- 15 May 2023
- 1 Minute to read
- DarkLight
Cases
- Updated on 15 May 2023
- 1 Minute to read
- DarkLight
With Torq, security teams can automate case management: create, update, process, and resolve cases in response to security alerts, ensuring quick prioritization and handling. Torq cases are based on Torq's powerful no-code automation platform, allowing you and your team to fully automate the case lifecycle to ensure team members are exposed to less noise and can focus on high-priority items.
Torq cases are OCSF-compliant, flexible, and easily extensible to fit your organization's needs and, together with automation, can be used to orchestrate any analysis and remediation flows efficiently.
Key features
- Case timeline to summarize the course of the investigation.

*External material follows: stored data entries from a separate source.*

//! Text formatting for dice, scoring breakdowns, score tables and results.
//!
//! Pure functions; the commands decide where the text goes.
//!
//! ## Example
//!
//! ```rust
//! use farkell_cli::formatters::{format_dice, format_entry};
//! use farkell_engine::scoring::Score;
//!
//! assert_eq!(format_dice(&[1, 1, 1, 2, 3, 4]), "[1 1 1 2 3 4]");
//! assert_eq!(format_entry(&Score::new(300, vec![1, 1, 1])), "300 [1 1 1] THREE OF A KIND");
//! ```

use farkell_engine::logger::RollRecord;
use farkell_engine::scoring::{Score, name_score};

pub fn format_dice(dice: &[u8]) -> String {
    let faces: Vec<String> = dice.iter().map(|d| d.to_string()).collect();
    format!("[{}]", faces.join(" "))
}

/// One breakdown entry: points, dice and name.
pub fn format_entry(entry: &Score) -> String {
    format!(
        "{} {} {}",
        entry.value,
        format_dice(&entry.dice),
        name_score(entry)
    )
}

/// Numbered breakdown lines, one per entry, in breakdown order.
pub fn format_breakdown(entries: &[Score]) -> Vec<String> {
    entries
        .iter()
        .enumerate()
        .map(|(i, e)| format!("  {}) {}", i + 1, format_entry(e)))
        .collect()
}

/// Headline for a roll, e.g. `Rolled [1 1 1 2 3 4]: THREE OF A KIND`.
pub fn format_roll(roll: &RollRecord) -> String {
    format!("Rolled {}: {}", format_dice(&roll.dice), roll.name)
}

/// Summary of what a roll added, or the bust notice.
pub fn format_roll_result(roll: &RollRecord) -> String {
    if roll.is_bust() {
        return "Bust! The turn scores nothing.".to_string();
    }
    let mut line = format!("Banked {}", roll.points);
    if roll.auto_banked {
        line.push_str(" (only score)");
    }
    if roll.hot_dice {
        line.push_str(", hot dice: six fresh dice");
    }
    line
}

/// Score table with names left-aligned to the longest name.
pub fn format_score_table(rows: &[(&str, u32)]) -> String {
    let width = rows.iter().map(|(n, _)| n.chars().count()).max().unwrap_or(0);
    rows.iter()
        .map(|(name, score)| format!("  {:<width$}  {:>6}", name, score, width = width))
        .collect::<Vec<_>>()
        .join("\n")
}

pub fn format_winners(names: &[&str]) -> String {
    match names {
        [] => "No winner".to_string(),
        [one] => format!("Winner: {}", one),
        many => format!("Shared win: {}", many.join(", ")),
    }
}
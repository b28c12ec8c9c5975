//! Configuration loading for the CLI.
//!
//! Values are layered: built-in defaults, then a TOML file (path from
//! `--config` or `FARKELL_CONFIG`), then environment overrides. The source
//! of each value is tracked for `farkell cfg`. Command-line flags are applied
//! last through [`Overrides`], and only then is the record validated, so a
//! flag can repair a combination the lower layers would make invalid.

use std::fmt;
use std::path::{Path, PathBuf};

use serde::{Deserialize, Serialize};

use farkell_engine::config::{DiceInput, GameConfig, PlayerConfig};
use farkell_engine::errors::ConfigError as RulesError;

use crate::io_utils::{ensure_parent_dir, read_text};

pub const CONFIG_ENV: &str = "FARKELL_CONFIG";
pub const MAX_SCORE_ENV: &str = "FARKELL_MAX_SCORE";
pub const ENTRY_SCORE_ENV: &str = "FARKELL_ENTRY_SCORE";
pub const DICE_ENV: &str = "FARKELL_DICE";
pub const SEED_ENV: &str = "FARKELL_SEED";

#[derive(Debug, Clone, PartialEq, Default)]
pub struct Config {
    pub game: GameConfig,
    /// Seed for simulated dice and random bots; drawn at startup when unset
    pub seed: Option<u64>,
}

#[derive(Debug, Clone, Copy, PartialEq, Eq, Serialize)]
#[serde(rename_all = "lowercase")]
pub enum ValueSource {
    Default,
    File,
    Env,
}

#[derive(Debug, Clone, Copy)]
pub struct ConfigSources {
    pub dice_input: ValueSource,
    pub max_score: ValueSource,
    pub entry_score: ValueSource,
    pub players: ValueSource,
    pub seed: ValueSource,
}

impl Default for ConfigSources {
    fn default() -> Self {
        Self {
            dice_input: ValueSource::Default,
            max_score: ValueSource::Default,
            entry_score: ValueSource::Default,
            players: ValueSource::Default,
            seed: ValueSource::Default,
        }
    }
}

#[derive(Debug, Clone)]
pub struct ConfigResolved {
    pub config: Config,
    pub sources: ConfigSources,
    /// File the values were read from, if any
    pub path: Option<PathBuf>,
}

#[derive(Debug)]
pub enum ConfigError {
    Io(std::io::Error),
    Parse(toml::de::Error),
    Invalid(String),
    Rules(RulesError),
}

impl From<std::io::Error> for ConfigError {
    fn from(e: std::io::Error) -> Self {
        ConfigError::Io(e)
    }
}
impl From<toml::de::Error> for ConfigError {
    fn from(e: toml::de::Error) -> Self {
        ConfigError::Parse(e)
    }
}
impl From<RulesError> for ConfigError {
    fn from(e: RulesError) -> Self {
        ConfigError::Rules(e)
    }
}

impl fmt::Display for ConfigError {
    fn fmt(&self, f: &mut fmt::Formatter<'_>) -> fmt::Result {
        match self {
            ConfigError::Io(e) => write!(f, "{}", e),
            ConfigError::Parse(e) => write!(f, "malformed config file: {}", e),
            ConfigError::Invalid(msg) => f.write_str(msg),
            ConfigError::Rules(e) => write!(f, "{}", e),
        }
    }
}

/// On-disk shape. Every key is optional so a file can set only what it changes.
#[derive(Debug, Default, Serialize, Deserialize)]
struct FileConfig {
    #[serde(default, skip_serializing_if = "Option::is_none")]
    version: Option<u32>,
    #[serde(default, skip_serializing_if = "Option::is_none")]
    dice_input: Option<DiceInput>,
    #[serde(default, skip_serializing_if = "Option::is_none")]
    max_score: Option<u32>,
    #[serde(default, skip_serializing_if = "Option::is_none")]
    entry_score: Option<u32>,
    #[serde(default, skip_serializing_if = "Option::is_none")]
    seed: Option<u64>,
    #[serde(default, skip_serializing_if = "Option::is_none")]
    players: Option<Vec<PlayerConfig>>,
}

/// Layer file and environment values from the process environment.
///
/// The result is not validated yet; see [`resolve`].
pub fn load_with_sources(path: Option<&Path>) -> Result<ConfigResolved, ConfigError> {
    load_with_env(path, |key| std::env::var(key).ok())
}

/// Layer file and environment values, reading the environment through `env`.
pub fn load_with_env<F>(path: Option<&Path>, env: F) -> Result<ConfigResolved, ConfigError>
where
    F: Fn(&str) -> Option<String>,
{
    let env = |key: &str| env(key).filter(|v| !v.trim().is_empty());
    let mut cfg = Config::default();
    let mut sources = ConfigSources::default();

    let path = path.map(Path::to_path_buf).or_else(|| env(CONFIG_ENV).map(PathBuf::from));
    if let Some(path) = &path {
        let text = read_text(path).map_err(ConfigError::Invalid)?;
        let f: FileConfig = toml::from_str(&text)?;
        if let Some(v) = f.version {
            cfg.game.version = v;
        }
        if let Some(v) = f.dice_input {
            cfg.game.dice_input = v;
            sources.dice_input = ValueSource::File;
        }
        if let Some(v) = f.max_score {
            cfg.game.max_score = v;
            sources.max_score = ValueSource::File;
        }
        if let Some(v) = f.entry_score {
            cfg.game.entry_score = v;
            sources.entry_score = ValueSource::File;
        }
        if let Some(v) = f.seed {
            cfg.seed = Some(v);
            sources.seed = ValueSource::File;
        }
        if let Some(v) = f.players {
            cfg.game.players = v;
            sources.players = ValueSource::File;
        }
    }

    if let Some(v) = env(MAX_SCORE_ENV) {
        cfg.game.max_score = parse_env(MAX_SCORE_ENV, &v)?;
        sources.max_score = ValueSource::Env;
    }
    if let Some(v) = env(ENTRY_SCORE_ENV) {
        cfg.game.entry_score = parse_env(ENTRY_SCORE_ENV, &v)?;
        sources.entry_score = ValueSource::Env;
    }
    if let Some(v) = env(DICE_ENV) {
        cfg.game.dice_input = v.parse().map_err(ConfigError::Invalid)?;
        sources.dice_input = ValueSource::Env;
    }
    if let Some(v) = env(SEED_ENV) {
        cfg.seed = Some(parse_env(SEED_ENV, &v)?);
        sources.seed = ValueSource::Env;
    }

    Ok(ConfigResolved {
        config: cfg,
        sources,
        path,
    })
}

/// Load every layer, apply the command-line flags and validate the result.
pub fn resolve(path: Option<&Path>, overrides: &Overrides) -> Result<ConfigResolved, ConfigError> {
    resolve_with_env(path, overrides, |key| std::env::var(key).ok())
}

pub fn resolve_with_env<F>(
    path: Option<&Path>,
    overrides: &Overrides,
    env: F,
) -> Result<ConfigResolved, ConfigError>
where
    F: Fn(&str) -> Option<String>,
{
    let mut resolved = load_with_env(path, env)?;
    overrides.apply(&mut resolved.config)?;
    Ok(resolved)
}

fn parse_env<T: std::str::FromStr>(key: &str, value: &str) -> Result<T, ConfigError> {
    value
        .trim()
        .parse()
        .map_err(|_| ConfigError::Invalid(format!("Invalid {}: '{}'", key, value)))
}

/// Write the configuration as a complete TOML file.
pub fn save(config: &Config, path: &Path) -> Result<(), ConfigError> {
    let file = FileConfig {
        version: Some(config.game.version),
        dice_input: Some(config.game.dice_input),
        max_score: Some(config.game.max_score),
        entry_score: Some(config.game.entry_score),
        seed: config.seed,
        players: Some(config.game.players.clone()),
    };
    let text = toml::to_string_pretty(&file).map_err(|e| ConfigError::Invalid(e.to_string()))?;
    ensure_parent_dir(path).map_err(ConfigError::Invalid)?;
    std::fs::write(path, text)?;
    Ok(())
}

/// Values given on the command line; they win over file and environment.
#[derive(Debug, Clone, Copy, Default)]
pub struct Overrides {
    pub max_score: Option<u32>,
    pub entry_score: Option<u32>,
    pub dice_input: Option<DiceInput>,
    pub seed: Option<u64>,
}

impl Overrides {
    /// Write the flags over `config`, then validate the whole record.
    pub fn apply(&self, config: &mut Config) -> Result<(), ConfigError> {
        if let Some(v) = self.max_score {
            config.game.max_score = v;
        }
        if let Some(v) = self.entry_score {
            config.game.entry_score = v;
        }
        if let Some(v) = self.dice_input {
            config.game.dice_input = v;
        }
        if let Some(v) = self.seed {
            config.seed = Some(v);
        }
        config.game.validate()?;
        Ok(())
    }
}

- Automatically create, update, process, and resolve cases using Torq steps.
- Observables are first-class citizen objects, meaning you can view the cases a single observable is associated with to discover relationships between seemingly unrelated events.
- Use events in the case lifecycle, such as adding a new observable, changing the severity, and more, to trigger workflows to automate case management.
Cases page and filters
To view the active or recently closed cases go to the Cases page.
You can filter the cases by:
- Severity
- Assignee
- SLA time: the percentage of the time already used.
- Category: case categories to show. Custom categories are also available.
- State: case states to show. Removing a state from this filter will change the page layout.